Texas veterinarian saving anemic dogs through the use of stem cells

Stem cell therapy is a useful weapon in the fight against immune-mediated hemolytic anemia (IMHA)

Derp, an eight-year-old Jack Russell terrier, was treated with stem cell therapy for his immune-mediated hemolytic anemia (IMHA). Photos courtesy Safari Veterinary Care Centers
Derp, an eight-year-old Jack Russell terrier, was treated with stem cell therapy for his immune-mediated hemolytic anemia (IMHA).
Photos courtesy Safari Veterinary Care Centers

Derp the Jack Russell is one lucky dog. His owner practically grew up in her dad’s veterinary clinic and became a veterinary technician, so she knew what to do when Derp was lethargic and vomiting after he’d been just fine the day before. Following a trip to the veterinarian, Derp was diagnosed with immune-mediated hemolytic anemia (IMHA).

He was immediately given a blood transfusion and put on immunosuppressants. For the next few weeks, Derp and his owners found themselves riding an emotional and physical roller coaster so common with this disease. Low PCV values are often followed by blood transfusions, which temporarily raise these values that may once again plummet and be followed by more transfusions. After his sixth transfusion, Derp’s owners decided to try plasmapheresis. Unfortunately, Derp developed transfusion related acute lung injury (TRALI) and was subsequently placed in an oxygen cage.

Getting desperate

Prognosis was bleak and Derp’s owners knew they had to find something else to keep him alive.

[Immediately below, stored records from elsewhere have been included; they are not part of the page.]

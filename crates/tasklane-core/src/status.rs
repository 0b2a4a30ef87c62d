use thiserror::Error;

use crate::hash::Fingerprint;
use crate::parse::TaskRecord;
use crate::state::PersistedState;

#[derive(Debug, Error)]
pub enum StatusError {
    #[error("Invalid task count: provide a positive number or leave it unset")]
    InvalidCount,
}

#[derive(Debug, Clone, PartialEq, Eq)]
pub enum MarkOutcome {
    Marked {
        index: usize,
        fingerprint: Fingerprint,
        first_line: String,
    },
    /// The clamped index points past the last task; nothing to mark.
    NoTask { index: usize },
}

#[derive(Debug, Clone, PartialEq, Eq)]
pub enum UnmarkOutcome {
    Cleared { index: usize, first_line: String },
    /// Not currently marked complete: a reported no-op, not an error.
    AlreadyPending { index: usize },
}

/// Outcome of a batch advance: the touched positions and their full
/// rule-annotated content, ready for external consumption.
#[derive(Debug, Clone, PartialEq, Eq)]
pub struct BatchAdvance {
    pub touched: Vec<usize>,
    pub tasks: Vec<TaskRecord>,
    pub index: usize,
    pub total: usize,
}

fn clamp_requested(requested: i64, total: usize) -> usize {
    if requested < 0 {
        0
    } else {
        (requested as usize).min(total)
    }
}

/// Mark a task complete by position, recording its fingerprint so the mark
/// survives future reindexing. Idempotent.
pub fn complete(
    state: &mut PersistedState,
    records: &[TaskRecord],
    requested: i64,
) -> MarkOutcome {
    let index = clamp_requested(requested, records.len());
    let Some(record) = records.get(index) else {
        return MarkOutcome::NoTask { index };
    };
    let fingerprint = record.fingerprint();
    state.completed_tasks.insert(index);
    state.completed_hashes.insert(fingerprint.clone());
    state.task_hashes.insert(index, fingerprint.clone());
    MarkOutcome::Marked {
        index,
        fingerprint,
        first_line: record.first_line().to_string(),
    }
}

/// Clear the positional mark only. The fingerprint stays in the completion
/// history, so a reconcile with unchanged content will re-mark the position;
/// history never forgets.
pub fn uncomplete(
    state: &mut PersistedState,
    records: &[TaskRecord],
    requested: i64,
) -> UnmarkOutcome {
    let index = clamp_requested(requested, records.len());
    if !state.completed_tasks.remove(&index) {
        return UnmarkOutcome::AlreadyPending { index };
    }
    let first_line = records
        .get(index)
        .map(|record| record.first_line().to_string())
        .unwrap_or_default();
    UnmarkOutcome::Cleared { index, first_line }
}

/// Clear every positional completion mark. Hash history is untouched.
/// Returns whether anything was cleared.
pub fn reset_status(state: &mut PersistedState) -> bool {
    let had_marks = !state.completed_tasks.is_empty();
    state.completed_tasks.clear();
    had_marks
}

/// Deprecated "start" operation: a read-only info query, no state change.
pub fn start_info(
    state: &mut PersistedState,
    records: &[TaskRecord],
    requested: i64,
) -> Option<(usize, String)> {
    state.clamp_index(records.len());
    let index = clamp_requested(requested, records.len());
    records
        .get(index)
        .map(|record| (index, record.first_line().to_string()))
}

/// Batched composition of advance: mark `count` consecutive positions from
/// the current pointer complete and move the pointer past them. `annotated`
/// must be the rule-annotated rendition of `records` (same count, same
/// indices); the annotated content is what gets returned for execution.
pub fn batch_advance(
    state: &mut PersistedState,
    records: &[TaskRecord],
    annotated: &[TaskRecord],
    count: Option<i64>,
) -> Result<BatchAdvance, StatusError> {
    let total = records.len();
    let index = state.clamp_index(total);
    let remaining = (total - index) as i64;

    let requested = count.unwrap_or(remaining);
    let resolved = requested.min(remaining);
    if resolved <= 0 {
        return Err(StatusError::InvalidCount);
    }
    let resolved = resolved as usize;

    let touched: Vec<usize> = (index..index + resolved).collect();
    for position in &touched {
        state.completed_tasks.insert(*position);
    }
    let tasks: Vec<TaskRecord> = annotated
        .iter()
        .filter(|record| touched.contains(&record.index))
        .cloned()
        .collect();
    state.index = index + resolved;

    Ok(BatchAdvance {
        touched,
        tasks,
        index: state.index,
        total,
    })
}
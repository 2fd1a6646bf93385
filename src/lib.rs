//! Scraper for OCHMO technical briefs.
//!
//! Pipeline: listing page → brief URLs → per URL (fetch → page-1 text →
//! extraction rules) → `DocumentRecord`s. Failures at any per-document stage
//! degrade that record instead of aborting the run.

pub mod collection;
pub mod error;
pub mod http;
pub mod listing;
pub mod output;
pub mod parser;
pub mod pdf;
pub mod record;
pub mod settings;

pub use collection::CollectionScraper;
pub use error::{DocumentParseError, RetrievalError};
pub use http::{Fetch, HttpFetcher};
pub use pdf::{LopdfText, PageText};
pub use record::DocumentRecord;
pub use settings::Settings;
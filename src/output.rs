use crate::record::DocumentRecord;

/// Multi-line, human-readable block for one record.
pub fn render_text(record: &DocumentRecord) -> String {
    format!(
        "URL: {}\nOCHMO ID: {}\nTitle: {}\nTechnical Requirements Docs:\n\t{}\nTechnical Requirements:\n\t{}",
        record.source_url(),
        record.identifier.as_deref().unwrap_or("None"),
        record.title.as_deref().unwrap_or("None"),
        record.referenced_standards.join("\n\t"),
        record.referenced_requirements.join("\n\t"),
    )
}

pub fn render_json(records: &[DocumentRecord]) -> serde_json::Result<String> {
    serde_json::to_string_pretty(records)
}
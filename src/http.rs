use std::future::Future;
use std::time::Duration;

use crate::error::RetrievalError;

/// Byte-level retrieval of a listing page or document.
pub trait Fetch: Send + Sync {
    fn fetch(&self, url: &str) -> impl Future<Output = Result<Vec<u8>, RetrievalError>> + Send;
}

/// `reqwest` client with a per-request timeout.
#[derive(Debug, Clone)]
pub struct HttpFetcher {
    client: reqwest::Client,
}

impl HttpFetcher {
    pub fn new(timeout: Duration, user_agent: &str) -> Result<Self, reqwest::Error> {
        let client = reqwest::Client::builder()
            .timeout(timeout)
            .user_agent(user_agent)
            .build()?;
        Ok(Self { client })
    }
}

impl Fetch for HttpFetcher {
    async fn fetch(&self, url: &str) -> Result<Vec<u8>, RetrievalError> {
        let transport = |source: reqwest::Error| RetrievalError::Transport {
            url: url.to_string(),
            source,
        };

        let response = self.client.get(url).send().await.map_err(transport)?;
        let status = response.status();
        if !status.is_success() {
            return Err(RetrievalError::Status {
                url: url.to_string(),
                status: status.as_u16(),
            });
        }

        let body = response.bytes().await.map_err(transport)?;
        Ok(body.to_vec())
    }
}

#[cfg(test)]
mod tests {
    use super::*;

    #[tokio::test]
    async fn malformed_url_is_transport_error() {
        let fetcher = HttpFetcher::new(Duration::from_secs(1), "ochmo_scraper-test").unwrap();
        let err = fetcher.fetch("not a url").await.unwrap_err();
        match err {
            RetrievalError::Transport { url, .. } => assert_eq!(url, "not a url"),
            other => panic!("expected transport error, got {other:?}"),
        }
    }
}
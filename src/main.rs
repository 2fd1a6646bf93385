use std::time::Instant;

use anyhow::Context;
use clap::{Parser, Subcommand, ValueEnum};

use ochmo_scraper::{output, CollectionScraper, HttpFetcher, LopdfText, Settings};

#[derive(Parser)]
#[command(name = "ochmo_scraper", about = "NASA OCHMO technical brief scraper")]
struct Cli {
    #[command(subcommand)]
    command: Commands,
}

#[derive(Subcommand)]
enum Commands {
    /// Print brief URLs found on the listing page
    List {
        /// Listing page (default: settings / OCHMO technical briefs page)
        #[arg(long)]
        url: Option<String>,
        /// Max URLs to print
        #[arg(short = 'n', long)]
        limit: Option<usize>,
    },
    /// Fetch and parse briefs, then print the records
    Scrape {
        /// Listing page (default: settings / OCHMO technical briefs page)
        #[arg(long)]
        url: Option<String>,
        /// Max briefs to process (default: all)
        #[arg(short = 'n', long)]
        limit: Option<usize>,
        /// Briefs fetched at once
        #[arg(short = 'c', long)]
        concurrency: Option<usize>,
        #[arg(short, long, value_enum, default_value_t = Format::Text)]
        format: Format,
    },
}

#[derive(Clone, Copy, ValueEnum)]
enum Format {
    Text,
    Json,
}

#[tokio::main]
async fn main() -> anyhow::Result<()> {
    tracing_subscriber::fmt()
        .with_env_filter(
            tracing_subscriber::EnvFilter::try_from_default_env()
                .unwrap_or_else(|_| "info".into()),
        )
        .with_writer(std::io::stderr)
        .init();

    let t0 = Instant::now();
    let cli = Cli::parse();
    let settings = Settings::load()?;

    let fetcher = HttpFetcher::new(settings.timeout(), &settings.user_agent)
        .context("Failed to build HTTP client")?;

    match cli.command {
        Commands::List { url, limit } => {
            let listing_url = url.unwrap_or(settings.listing_url);
            let scraper = CollectionScraper::new(fetcher, LopdfText);
            let mut urls = scraper.discover_document_urls(&listing_url).await;
            if let Some(limit) = limit.or(settings.limit) {
                urls.truncate(limit);
            }
            if urls.is_empty() {
                println!("No brief links found on {}", listing_url);
            }
            for u in &urls {
                println!("{}", u);
            }
        }
        Commands::Scrape { url, limit, concurrency, format } => {
            let listing_url = url.unwrap_or(settings.listing_url);
            let scraper = CollectionScraper::new(fetcher, LopdfText)
                .with_concurrency(concurrency.unwrap_or(settings.concurrency))
                .with_progress(true);
            let reports = scraper
                .scrape_reports(&listing_url, limit.or(settings.limit))
                .await;

            match format {
                Format::Text => {
                    println!("\n--- Scraping Complete ---\n");
                    for r in &reports {
                        println!("{}\n", output::render_text(r));
                    }
                    println!("{} reports", reports.len());
                }
                Format::Json => println!("{}", output::render_json(&reports)?),
            }
        }
    }

    let elapsed = t0.elapsed();
    if elapsed.as_secs() >= 1 {
        eprintln!("\nDone in {}", format_duration(elapsed));
    }
    Ok(())
}

fn format_duration(d: std::time::Duration) -> String {
    let secs = d.as_secs();
    if secs < 60 {
        format!("{:.1}s", d.as_secs_f64())
    } else {
        format!("{}m {}s", secs / 60, secs % 60)
    }
}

Searching online to find anyone who had information on treating this deadly disease, they discovered stem cell therapy was an option.

After a thorough case evaluation and consultation, followed by an overnight shipment, Derp was able to get stem cells intravenously right there in his local veterinary hospital. After the stem cells, no more transfusions were needed. Derp’s lungs cleared up, and his PCV continued to rise to normal levels.

I have been a veterinarian in the Houston area for a few decades and began utilizing stem cell therapy in my clinical cases over the past five years that go beyond the traditional applications for arthritis and joint issues. After getting past my initial skepticism of stem cells and realizing there was real science behind them, I became intrigued.

Intrigued enough that five years later Safari Veterinary Care Centers has one of the fully equipped, state-of-the-art stem cell labs outside the university system that enables us to treat cases that reach beyond run-of-the-mill arthritis. The Safari lab is the result of a thirst for knowledge and quest to more effectively treat disease along with a healthy financial investment. How do you culture and grow enough cells for therapy? How many stem cells given intravenously are effective? How do you count the cells, let alone know if the cells are still alive? These and many more questions drove me to study existing research and obtain the knowledge to treat more complex conditions and diseases, including IMHA.

Moving forward

Many veterinarians could be intimidated by a case of fulminating IMHA, and many refer these cases to specialists. IMHA and immune thrombocytopenia (ITP) are challenging diseases without cut-and-dried treatment protocols.

Blood transfusions can buy the pet time until immunosuppressants take effect, but neither transfusions nor drugs treat the underlying cause of the immune reaction that results in the anemia. Stem cells do, however, treat the underlying cause and are showing real promise in the clinical setting. How so?

The fully equipped clean stem cell laboratory at Safari Veterinary Care Center in League City, Tex., enables Steven Garner, DVM, ABVP, and his team to culture, grow, count, and store stem cells.
The fully equipped clean stem cell laboratory at Safari Veterinary Care Center in League City, Tex., enables Steven Garner, DVM, ABVP, and his team to culture, grow, count, and store stem cells.

Mesenchymal stem cells (MSCs) exert powerful immunomodulatory effects by both cell-to-cell contact and by secreting powerful chemicals.1 When administered intravenously, the cells begin working immediately. IMHA targets the red blood cells, and this reaction occurs within the blood vessels or in the spleen and is designated as intravascular or extravascular IMHA respectively.

When the reaction is intravascular, literally billions of red blood cells are tagged by antibodies each second. Tagged red blood cells are killed by the activation of Complement. Complement is called this because it complements the immune system. Complement creates holes in the red blood cells allowing fluid to leak in which causes them to burst. How can stem cells help? The action of Complement is blocked by Factor H. Stem cells produce Factor H constitutively; that is, they make Factor H regardless of need.2,3,4 Intravenous stem cells can quickly stop the tagged red blood cells from being destroyed. But that’s not all stem cells do. Stem cells also direct the formation of Regulatory T-Cells (tReg cells).4 Regulatory T-cells are a specialized group of white blood cells. Their job is to create immune tolerance of the red blood cells. These T-cells limit the production of anti-red blood cell antibodies by tolerating the presence of the body’s red blood cells (see “Immune tolerance.”)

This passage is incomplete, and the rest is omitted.